Assignment —
I need the records below retyped exactly.

Collected data entries —
---
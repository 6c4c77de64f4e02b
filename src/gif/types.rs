//! GIF search response types and errors.

use serde::{Deserialize, Serialize};
use thiserror::Error;

/// Search response. Only the fields the resolver reads are modelled.
#[derive(Debug, Clone, Default, Deserialize, Serialize)]
pub struct SearchResponse {
    #[serde(default)]
    pub data: Vec<GifObject>,
}

#[derive(Debug, Clone, Default, Deserialize, Serialize)]
pub struct GifObject {
    #[serde(default)]
    pub images: GifImages,
}

#[derive(Debug, Clone, Default, Deserialize, Serialize)]
pub struct GifImages {
    pub downsized_medium: Option<GifImage>,
}

#[derive(Debug, Clone, Deserialize, Serialize)]
pub struct GifImage {
    pub url: String,
}

impl SearchResponse {
    /// Medium-downsized URL of the first result, if there is one.
    pub fn first_url(&self) -> Option<&str> {
        self.data
            .first()
            .and_then(|gif| gif.images.downsized_medium.as_ref())
            .map(|image| image.url.as_str())
            .filter(|url| !url.is_empty())
    }
}

/// Errors from the GIF search boundary.
#[derive(Debug, Error)]
pub enum GifError {
    #[error("invalid search endpoint: {0}")]
    Endpoint(#[from] url::ParseError),

    #[error("search request failed: {0}")]
    Transport(#[from] reqwest::Error),

    #[error("search endpoint returned HTTP {0}")]
    Status(u16),
}

/// Outcome of a keyword resolution.
#[derive(Debug, Clone, PartialEq, Eq)]
pub enum Resolution {
    /// Empty keyword; the current result was left as it was.
    Skipped,
    /// The first result's URL is now current.
    Found(String),
    /// Nothing usable came back; the fallback URL is now current.
    Fallback(String),
    /// A newer lookup started meanwhile; this response was discarded.
    Stale,
}

impl Resolution {
    /// Short label used for metrics and CLI output.
    pub fn outcome(&self) -> &'static str {
        match self {
            Resolution::Skipped => "skipped",
            Resolution::Found(_) => "hit",
            Resolution::Fallback(_) => "fallback",
            Resolution::Stale => "stale",
        }
    }
}
//! Configuration loading from disk and the environment.

use std::fs;
use std::path::Path;

use thiserror::Error;

use crate::config::schema::AppConfig;
use crate::config::validation::{validate_config, ValidationError};

/// Environment variable holding the GIF search API key.
pub const GIF_API_KEY_ENV_VAR: &str = "KRYPT_GIPHY_API_KEY";

/// Environment variable overriding the contract address.
pub const CONTRACT_ADDRESS_ENV_VAR: &str = "KRYPT_CONTRACT_ADDRESS";

/// Error type for configuration loading.
#[derive(Debug, Error)]
pub enum ConfigError {
    #[error("IO error: {0}")]
    Io(#[from] std::io::Error),

    #[error("Parse error: {0}")]
    Parse(#[from] toml::de::Error),

    #[error("Validation failed: {}", join_errors(.0))]
    Validation(Vec<ValidationError>),
}

fn join_errors(errors: &[ValidationError]) -> String {
    errors
        .iter()
        .map(ToString::to_string)
        .collect::<Vec<_>>()
        .join(", ")
}

/// Load, apply environment overrides, and validate configuration from a TOML file.
pub fn load_config(path: &Path) -> Result<AppConfig, ConfigError> {
    let content = fs::read_to_string(path)?;
    load_config_str(&content)
}

/// Same as [`load_config`] but from an in-memory TOML document.
pub fn load_config_str(content: &str) -> Result<AppConfig, ConfigError> {
    let mut config: AppConfig = toml::from_str(content)?;
    apply_env_overrides(&mut config, |key| std::env::var(key).ok());

    validate_config(&config).map_err(ConfigError::Validation)?;

    Ok(config)
}

/// Overlay values supplied through the environment.
///
/// `lookup` is injected so tests do not have to mutate the process environment.
pub fn apply_env_overrides<F>(config: &mut AppConfig, lookup: F)
where
    F: Fn(&str) -> Option<String>,
{
    if let Some(key) = lookup(GIF_API_KEY_ENV_VAR).filter(|v| !v.is_empty()) {
        config.gif.api_key = key;
    }
    if let Some(address) = lookup(CONTRACT_ADDRESS_ENV_VAR).filter(|v| !v.is_empty()) {
        config.contract.address = address;
    }
}
//! Blockchain integration subsystem.
//!
//! # Data Flow
//! ```text
//! WalletConfig (RPC URL, timeouts)
//!     → client.rs (RPC connection with timeouts)
//!     → wallet.rs (account access, value transfers)
//!     → contract.rs (transfer history, record-keeping call, confirmation)
//! ```
//!
//! Both boundaries are traits so the bridge can be driven by fakes in tests.

pub mod client;
pub mod contract;
pub mod types;
pub mod wallet;

pub use client::ChainClient;
pub use contract::{AlloyTransactionContract, TransactionContract};
pub use types::{BlockchainError, BlockchainResult, ChainTransfer, ConfirmationStatus, RecordEntry, WalletTransfer};
pub use wallet::{RpcWalletProvider, WalletProvider};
---
Solution for this exercise —
repository 6c4c77de64f4e02b
filename src/gif/types.rs
//! GIF search response types and errors.

use serde::{Deserialize, Serialize};
use thiserror::Error;

/// Search response. Only the fields the resolver reads are modelled.
#[derive(Debug, Clone, Default, Deserialize, Serialize)]
pub struct SearchResponse {
    #[serde(default)]
    pub data: Vec<GifObject>,
}

#[derive(Debug, Clone, Default, Deserialize, Serialize)]
pub struct GifObject {
    #[serde(default)]
    pub images: GifImages,
}

#[derive(Debug, Clone, Default, Deserialize, Serialize)]
pub struct GifImages {
    pub downsized_medium: Option<GifImage>,
}

#[derive(Debug, Clone, Deserialize, Serialize)]
pub struct GifImage {
    pub url: String,
}

impl SearchResponse {
    /// Medium-downsized URL of the first result, if there is one.
    pub fn first_url(&self) -> Option<&str> {
        self.data
            .first()
            .and_then(|gif| gif.images.downsized_medium.as_ref())
            .map(|image| image.url.as_str())
            .filter(|url| !url.is_empty())
    }
}

/// Errors from the GIF search boundary.
#[derive(Debug, Error)]
pub enum GifError {
    #[error("invalid search endpoint: {0}")]
    Endpoint(#[from] url::ParseError),

    #[error("search request failed: {0}")]
    Transport(#[from] reqwest::Error),

    #[error("search endpoint returned HTTP {0}")]
    Status(u16),
}

/// Outcome of a keyword resolution.
#[derive(Debug, Clone, PartialEq, Eq)]
pub enum Resolution {
    /// Empty keyword; the current result was left as it was.
    Skipped,
    /// The first result's URL is now current.
    Found(String),
    /// Nothing usable came back; the fallback URL is now current.
    Fallback(String),
    /// A newer lookup started meanwhile; this response was discarded.
    Stale,
}

impl Resolution {
    /// Short label used for metrics and CLI output.
    pub fn outcome(&self) -> &'static str {
        match self {
            Resolution::Skipped => "skipped",
            Resolution::Found(_) => "hit",
            Resolution::Fallback(_) => "fallback",
            Resolution::Stale => "stale",
        }
    }
}
//! Configuration loading from disk and the environment.

use std::fs;
use std::path::Path;

use thiserror::Error;

use crate::config::schema::AppConfig;
use crate::config::validation::{validate_config, ValidationError};

/// Environment variable holding the GIF search API key.
pub const GIF_API_KEY_ENV_VAR: &str = "KRYPT_GIPHY_API_KEY";

/// Environment variable overriding the contract address.
pub const CONTRACT_ADDRESS_ENV_VAR: &str = "KRYPT_CONTRACT_ADDRESS";

/// Error type for configuration loading.
#[derive(Debug, Error)]
pub enum ConfigError {
    #[error("IO error: {0}")]
    Io(#[from] std::io::Error),

    #[error("Parse error: {0}")]
    Parse(#[from] toml::de::Error),

    #[error("Validation failed: {}", join_errors(.0))]
    Validation(Vec<ValidationError>),
}

fn join_errors(errors: &[ValidationError]) -> String {
    errors
        .iter()
        .map(ToString::to_string)
        .collect::<Vec<_>>()
        .join(", ")
}

/// Load, apply environment overrides, and validate configuration from a TOML file.
pub fn load_config(path: &Path) -> Result<AppConfig, ConfigError> {
    let content = fs::read_to_string(path)?;
    load_config_str(&content)
}

/// Same as [`load_config`] but from an in-memory TOML document.
pub fn load_config_str(content: &str) -> Result<AppConfig, ConfigError> {
    let mut config: AppConfig = toml::from_str(content)?;
    apply_env_overrides(&mut config, |key| std::env::var(key).ok());

    validate_config(&config).map_err(ConfigError::Validation)?;

    Ok(config)
}

/// Overlay values supplied through the environment.
///
/// `lookup` is injected so tests do not have to mutate the process environment.
pub fn apply_env_overrides<F>(config: &mut AppConfig, lookup: F)
where
    F: Fn(&str) -> Option<String>,
{
    if let Some(key) = lookup(GIF_API_KEY_ENV_VAR).filter(|v| !v.is_empty()) {
        config.gif.api_key = key;
    }
    if let Some(address) = lookup(CONTRACT_ADDRESS_ENV_VAR).filter(|v| !v.is_empty()) {
        config.contract.address = address;
    }
}
//! Blockchain integration subsystem.
//!
//! # Data Flow
//! ```text
//! WalletConfig (RPC URL, timeouts)
//!     → client.rs (RPC connection with timeouts)
//!     → wallet.rs (account access, value transfers)
//!     → contract.rs (transfer history, record-keeping call, confirmation)
//! ```
//!
//! Both boundaries are traits so the bridge can be driven by fakes in tests.

pub mod client;
pub mod contract;
pub mod types;
pub mod wallet;

pub use client::ChainClient;
pub use contract::{AlloyTransactionContract, TransactionContract};
pub use types::{BlockchainError, BlockchainResult, ChainTransfer, ConfirmationStatus, RecordEntry, WalletTransfer};
pub use wallet::{RpcWalletProvider, WalletProvider};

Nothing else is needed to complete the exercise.